Some of these precautions are unprecedented in global military history and have come at a significant cost to the IDF, particularly in terms of losing military advantages such as the element of surprise.’ “In our research, we conducted a meticulous analysis of the quantities of IDF armaments used, comparing them to examples from other war zones, and we demonstrate that these do not support any pattern of indiscriminate bombings.” The report argues that while IDF bombing has caused much devastation in Gaza, Hamas has greatly contributed to this by booby-trapping a vast number of buildings in the strip. Although the report does not try to deny the fact that the civilian death toll in Gaza has been horrendous, it examines the distortions and falsehoods of the casualty figures provided by the Hamas-controlled Gazan Health Ministry which says more than 60,000 people have died in Gaza (the GHM figures do not distinguish civilians from combatants.)

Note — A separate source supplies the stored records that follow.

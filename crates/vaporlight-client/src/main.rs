//! Vaporlight rainbow demo entry point.
//!
//! Connects to a Vaporlight server, authenticates, and runs a rotating
//! rainbow across the configured number of LEDs until interrupted or until
//! the connection fails.
//!
//! # Usage
//!
//! ```text
//! vaporlight-rainbow [OPTIONS] --token <TOKEN>
//!
//! Options:
//!   -c, --config <FILE>       TOML config file (optional)
//!       --host <HOST>         Server hostname or IP [default: localhost]
//!   -p, --port <PORT>         Server TCP port [default: 7534]
//!   -t, --token <TOKEN>       Authentication token (first 16 bytes used)
//!   -l, --leds <LEDS>         Number of LEDs [default: 5]
//!   -s, --speed <SPEED>       Animation speed 1..=10 [default: 5]
//!       --save-config <FILE>  Validate and write the merged configuration, then exit
//! ```
//!
//! # Precedence
//!
//! Command line and `VAPORLIGHT_*` environment variables win over the config
//! file, which wins over the built-in defaults.
//!
//! | Variable            | Default     |
//! |---------------------|-------------|
//! | `VAPORLIGHT_CONFIG` | (none)      |
//! | `VAPORLIGHT_HOST`   | `localhost` |
//! | `VAPORLIGHT_PORT`   | `7534`      |
//! | `VAPORLIGHT_TOKEN`  | (none)      |
//! | `VAPORLIGHT_LEDS`   | `5`         |
//! | `VAPORLIGHT_SPEED`  | `5`         |

use std::path::{Path, PathBuf};
use std::process::ExitCode;

use anyhow::Context;
use clap::Parser;
use tracing::{error, info};
use tracing_subscriber::EnvFilter;

use vaporlight_client::infrastructure::config_file::{load_config, save_config};
use vaporlight_client::{run, ClientConfig, Rainbow};

// ── CLI argument definitions ──────────────────────────────────────────────────

/// Rotating rainbow demo for Vaporlight LED servers.
#[derive(Debug, Parser)]
#[command(name = "vaporlight-rainbow", version)]
struct Cli {
    /// TOML config file providing defaults for every option below.
    #[arg(short, long, env = "VAPORLIGHT_CONFIG")]
    config: Option<PathBuf>,

    /// Hostname or IP address of the Vaporlight server.
    #[arg(long, env = "VAPORLIGHT_HOST")]
    host: Option<String>,

    /// TCP port of the Vaporlight server.
    #[arg(short, long, env = "VAPORLIGHT_PORT")]
    port: Option<u16>,

    /// Authentication token.  Shorter tokens are zero-padded, longer ones
    /// truncated to 16 bytes.
    #[arg(short, long, env = "VAPORLIGHT_TOKEN", hide_env_values = true)]
    token: Option<String>,

    /// Number of LEDs to animate.
    #[arg(short, long, env = "VAPORLIGHT_LEDS")]
    leds: Option<u16>,

    /// Animation speed between 1 and 10.
    #[arg(short, long, env = "VAPORLIGHT_SPEED")]
    speed: Option<u8>,

    /// Validate the merged configuration, write it to this file and exit
    /// without connecting.
    #[arg(long, value_name = "FILE")]
    save_config: Option<PathBuf>,
}

impl Cli {
    /// Builds the effective [`ClientConfig`]: defaults, then file, then flags.
    ///
    /// # Errors
    ///
    /// Returns an error if the config file exists but cannot be read or parsed.
    fn into_client_config(self) -> anyhow::Result<(ClientConfig, Option<PathBuf>)> {
        let mut cfg = match &self.config {
            Some(path) => load_config(path)
                .with_context(|| format!("loading config file {}", path.display()))?,
            None => ClientConfig::default(),
        };

        if let Some(host) = self.host {
            cfg.host = host;
        }
        if let Some(port) = self.port {
            cfg.port = port;
        }
        if let Some(token) = self.token {
            cfg.token = Some(token);
        }
        if let Some(leds) = self.leds {
            cfg.leds = leds;
        }
        if let Some(speed) = self.speed {
            cfg.speed = speed;
        }
        Ok((cfg, self.save_config))
    }
}

// ── Entry point ───────────────────────────────────────────────────────────────

fn main() -> ExitCode {
    // Structured logging; level is overridden by `RUST_LOG`.
    tracing_subscriber::fmt()
        .with_env_filter(
            EnvFilter::try_from_default_env().unwrap_or_else(|_| EnvFilter::new("info")),
        )
        .init();

    match try_main() {
        Ok(()) => ExitCode::SUCCESS,
        Err(e) => {
            error!("{e:#}");
            ExitCode::FAILURE
        }
    }
}

fn try_main() -> anyhow::Result<()> {
    let (config, save_to) = Cli::parse().into_client_config()?;

    if let Some(path) = save_to {
        save_checked(&path, &config)?;
        info!("configuration written to {}", path.display());
        return Ok(());
    }

    run(&config, &mut Rainbow::new()).context("rainbow animation stopped")?;
    Ok(())
}

/// Writes `config` to `path` only if a later run would accept it.
fn save_checked(path: &Path, config: &ClientConfig) -> anyhow::Result<()> {
    config
        .validate()
        .context("refusing to save an invalid configuration")?;
    save_config(path, config).with_context(|| format!("writing config file {}", path.display()))
}

// ── Tests ─────────────────────────────────────────────────────────────────────

#[cfg(test)]
mod tests {
    use super::*;
    use vaporlight_client::ConfigError;

    fn parse(args: &[&str]) -> ClientConfig {
        let cli = Cli::try_parse_from(args).expect("valid arguments");
        cli.into_client_config().expect("merge").0
    }

    #[test]
    fn test_flags_override_defaults() {
        let cfg = parse(&["vaporlight-rainbow", "--host", "leds.local", "-p", "9000", "-t", "abc", "-s", "7"]);
        assert_eq!(cfg.host, "leds.local");
        assert_eq!(cfg.port, 9000);
        assert_eq!(cfg.token.as_deref(), Some("abc"));
        assert_eq!(cfg.speed, 7);
        assert_eq!(cfg.leds, ClientConfig::default().leds);
    }

    #[test]
    fn test_save_rejects_out_of_range_speed() {
        // Arrange
        let dir = tempfile::tempdir().expect("tempdir");
        let path = dir.path().join("vaporlight.toml");
        let cfg = ClientConfig {
            token: Some("abc".to_string()),
            speed: 0,
            ..ClientConfig::default()
        };

        // Act
        let err = save_checked(&path, &cfg).unwrap_err();

        // Assert
        assert_eq!(err.downcast_ref::<ConfigError>(), Some(&ConfigError::SpeedOutOfRange(0)));
        assert!(!path.exists());
    }

    #[test]
    fn test_save_rejects_missing_token() {
        let dir = tempfile::tempdir().unwrap();
        let path = dir.path().join("vaporlight.toml");

        assert!(save_checked(&path, &ClientConfig::default()).is_err());
        assert!(!path.exists());
    }

    #[test]
    fn test_save_writes_valid_config() {
        let dir = tempfile::tempdir().unwrap();
        let path = dir.path().join("vaporlight.toml");
        let cfg = ClientConfig {
            token: Some("abc".to_string()),
            speed: 3,
            ..ClientConfig::default()
        };

        save_checked(&path, &cfg).unwrap();

        let loaded = load_config(&path).unwrap();
        assert_eq!(loaded.speed, 3);
        assert_eq!(loaded.token.as_deref(), Some("abc"));
    }
}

“Hamas has consistently sought to present the highest possible civilian fatality count and has directed its health ministry to manipulate data. This includes concealing natural mortality figures, relying on dubious ‘media reports’ to inflate the number of women and children among the casualties,” the report says. “A detailed statistical analysis shows that the frequently cited claim that 70 per cent of war casualties are women and children is incorrect, even according to the GMOH’s own data – and was false from the very beginning of the war,” it says. The report says that while claims made about Gaza by human rights organisations should not be automatically dismissed, it points out systemic weaknesses in the way many of these UN-affiliated organisations collate and interpret data, leading to false or greatly exaggerated reports about casualties and humanitarian conditions. Using a comparison of food trucks entering Gaza before and after the October 7, 2023, massacre, the report challenges the widely held assumption that there were famine-like conditions prior to March this year, when Israel halted aid into Gaza.
It says that claims by the UN, repeated by international media, that Gaza required 500 aid trucks daily of which 150 needed to be food trucks, became accepted wisdom. But in truth, during 2022, before the war in Gaza and before any claims about famine or hunger, an average of 292 trucks entered Gaza each day of which just 73 were food trucks. It says since the start of the war until January this year, an average of more than 82 food trucks entered Gaza. However, the report “strongly criticises” the Israeli government’s decision in March this year to halt aid supplies to Gaza. It also says it was wrong for Israel to block traditional aid supplies before the new and controversial aid-distribution method – the Gaza Humanitarian Fund – was up and running. The report only covers the period until June 1 this year, and so it does not assess the most dramatic period of hunger and humanitarian crisis in Gaza which has occurred over the past four months.
The findings of this report are contested by other reports. A resolution passed by the International Association of Genocide Scholars (IAGS) this week claimed that Israel’s conduct in Gaza meets the legal definition as laid out in the UN convention on genocide. The debate about whether a genocide is being committed in Gaza will continue, not least because pro-Palestinian and pro-Israeli groups will seek to adopt the “facts” which suit their biases. But the BESA report is one of the most comprehensive research-based reports yet compiled on the Gaza war. Its central argument that Israel, despite its mistakes in Gaza, it is not guilty of anything approaching a genocide, in theory, policy or practice is compelling and persuasive.